Narsistik idealine ihanet ettiği için Putin cezayı hak ediyor. Trump’ın intikamı alınmalı. Şimdilik bunu retorik bir şekilde yapıyor, işgal altındaki Ukrayna topraklarının gelecekte kurtarılacağı ve “belki başka bir şey” hakkında saldırgan ifadeler kullanıyor. Hangi pratik adımların atılacağı ise henüz belli değil. İlişkilerinin dinamiği veya daha doğrusu Amerikan liderinin Rus lidere karşı tavrı doğru tahmin edilirse, eski dokunaklı “kankalığa” geri dönmek imkânsız, ancak Putin’in kaybedileni geri getirmeye çalışması mümkün.

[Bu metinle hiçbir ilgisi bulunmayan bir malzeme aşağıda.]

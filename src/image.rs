use crate::decode::{DecodeResult, JsonObject};
use crate::error::DecodeError;
use serde::{Deserialize, Serialize};
use serde_json::Value;

/// Image URLs for the five size tiers Last.fm publishes.
///
/// No tier is mandatory. Sizes missing from the payload, or sent with an
/// empty URL, are `None`.
#[derive(Debug, Clone, Default, PartialEq, Eq, Hash, Serialize, Deserialize)]
pub struct ImageSet {
    pub small: Option<String>,
    pub medium: Option<String>,
    pub large: Option<String>,
    pub extra_large: Option<String>,
    pub mega: Option<String>,
}

impl ImageSet {
    pub fn is_empty(&self) -> bool {
        self.largest().is_none()
    }

    /// The biggest available image, if any.
    pub fn largest(&self) -> Option<&str> {
        self.mega
            .as_deref()
            .or(self.extra_large.as_deref())
            .or(self.large.as_deref())
            .or(self.medium.as_deref())
            .or(self.small.as_deref())
    }

    fn slot(&mut self, size: &str) -> Option<&mut Option<String>> {
        match size {
            "small" => Some(&mut self.small),
            "medium" => Some(&mut self.medium),
            "large" => Some(&mut self.large),
            "extralarge" => Some(&mut self.extra_large),
            "mega" => Some(&mut self.mega),
            _ => None,
        }
    }
}

/// Decode the `[{"size": ..., "#text": ...}]` list under `key`.
///
/// An absent key yields an empty set. Unknown size tags are skipped and the
/// last entry wins when a size repeats.
pub(crate) fn decode_images(obj: &JsonObject<'_>, key: &str) -> DecodeResult<ImageSet> {
    let path = obj.field_path(key);
    let entries = match obj.get(key) {
        None | Some(Value::Null) => return Ok(ImageSet::default()),
        Some(Value::Array(entries)) => entries,
        Some(_) => return Err(DecodeError::unexpected(path, "an array of images")),
    };

    let mut images = ImageSet::default();
    for (i, entry) in entries.iter().enumerate() {
        let entry = JsonObject::new(entry, format!("{path}[{i}]"))?;
        let size = entry.str("size")?;
        let url = entry.opt_str("#text")?.unwrap_or_default();

        if let Some(slot) = images.slot(size) {
            *slot = (!url.is_empty()).then(|| url.to_string());
        }
    }

    Ok(images)
}
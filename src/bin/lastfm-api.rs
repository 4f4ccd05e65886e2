mod commands;

use clap::Parser;
use commands::{execute_command, utils::create_client, Commands};

/// Query the Last.fm web API and print the decoded results as JSON
#[derive(Parser)]
#[command(
    name = "lastfm-api",
    about = "Query the Last.fm web API and print decoded results as JSON",
    long_about = None
)]
struct Cli {
    /// Show detailed debug information
    #[arg(long, global = true)]
    verbose: bool,

    /// Print JSON on a single line
    #[arg(long, global = true)]
    compact: bool,

    #[command(subcommand)]
    command: Commands,
}

#[tokio::main]
async fn main() -> Result<(), Box<dyn std::error::Error>> {
    let args = Cli::parse();

    let default_filter = if args.verbose { "debug" } else { "warn" };
    env_logger::Builder::from_env(env_logger::Env::default().default_filter_or(default_filter))
        .init();

    if let Commands::Config { command } = &args.command {
        if let Err(e) = commands::config::handle_config(command) {
            eprintln!("❌ {e}");
            std::process::exit(1);
        }
        return Ok(());
    }

    let client = match create_client() {
        Ok(client) => client,
        Err(e) => {
            eprintln!("❌ Failed to create client: {e}");
            eprintln!();
            eprintln!("Set LASTFM_API_KEY, or save a key with:");
            eprintln!("  lastfm-api config init --api-key <KEY>");
            std::process::exit(1);
        }
    };

    if let Err(e) = execute_command(args.command, &client, args.compact).await {
        eprintln!("❌ Command failed: {e}");
        std::process::exit(1);
    }

    Ok(())
}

28 Şubat’ı başlangıç ​​​​noktamız olarak alırsak, Zelenski’nin Putin’e güvenmenin kendine saygısızlık etmek anlamına geldiğini açıklamasının ardından Ukrayna heyetinin Beyaz Saray’dan neredeyse kovulduğu gün, Amerikan başkanının mevcut beyan ettiği tutum, Ukrayna ile Batılı müttefikleri arasında Trump konusunda devam eden mücadelede olağanüstü bir başarı gibi görünüyor. Ukrayna ve Batı diplomasisinin muazzam çabalarına ve Beyaz Saray’ın maiyetindeki doğru kişilere gereken saygı ve dikkati göstermekle birlikte, buradaki asıl övgü Vladimir Putin’in kendisine aittir. Fırsatı değerlendirip, büyülenen Amerikan başkanına uyum sağlayamaması ve daha iyi bir sonuç arayışıyla bir anlaşma teklifini reddetmesi, belki de Ukrayna’da askeri bir maceraya atılma kararından bu yana yaptığı en büyük hatadır. Şans ona bir koz verdi: Trump. Heyecanı yüzünden bunu değerlendiremedi. Kaderin armağanları büyük olasılıkla burada sona erdi.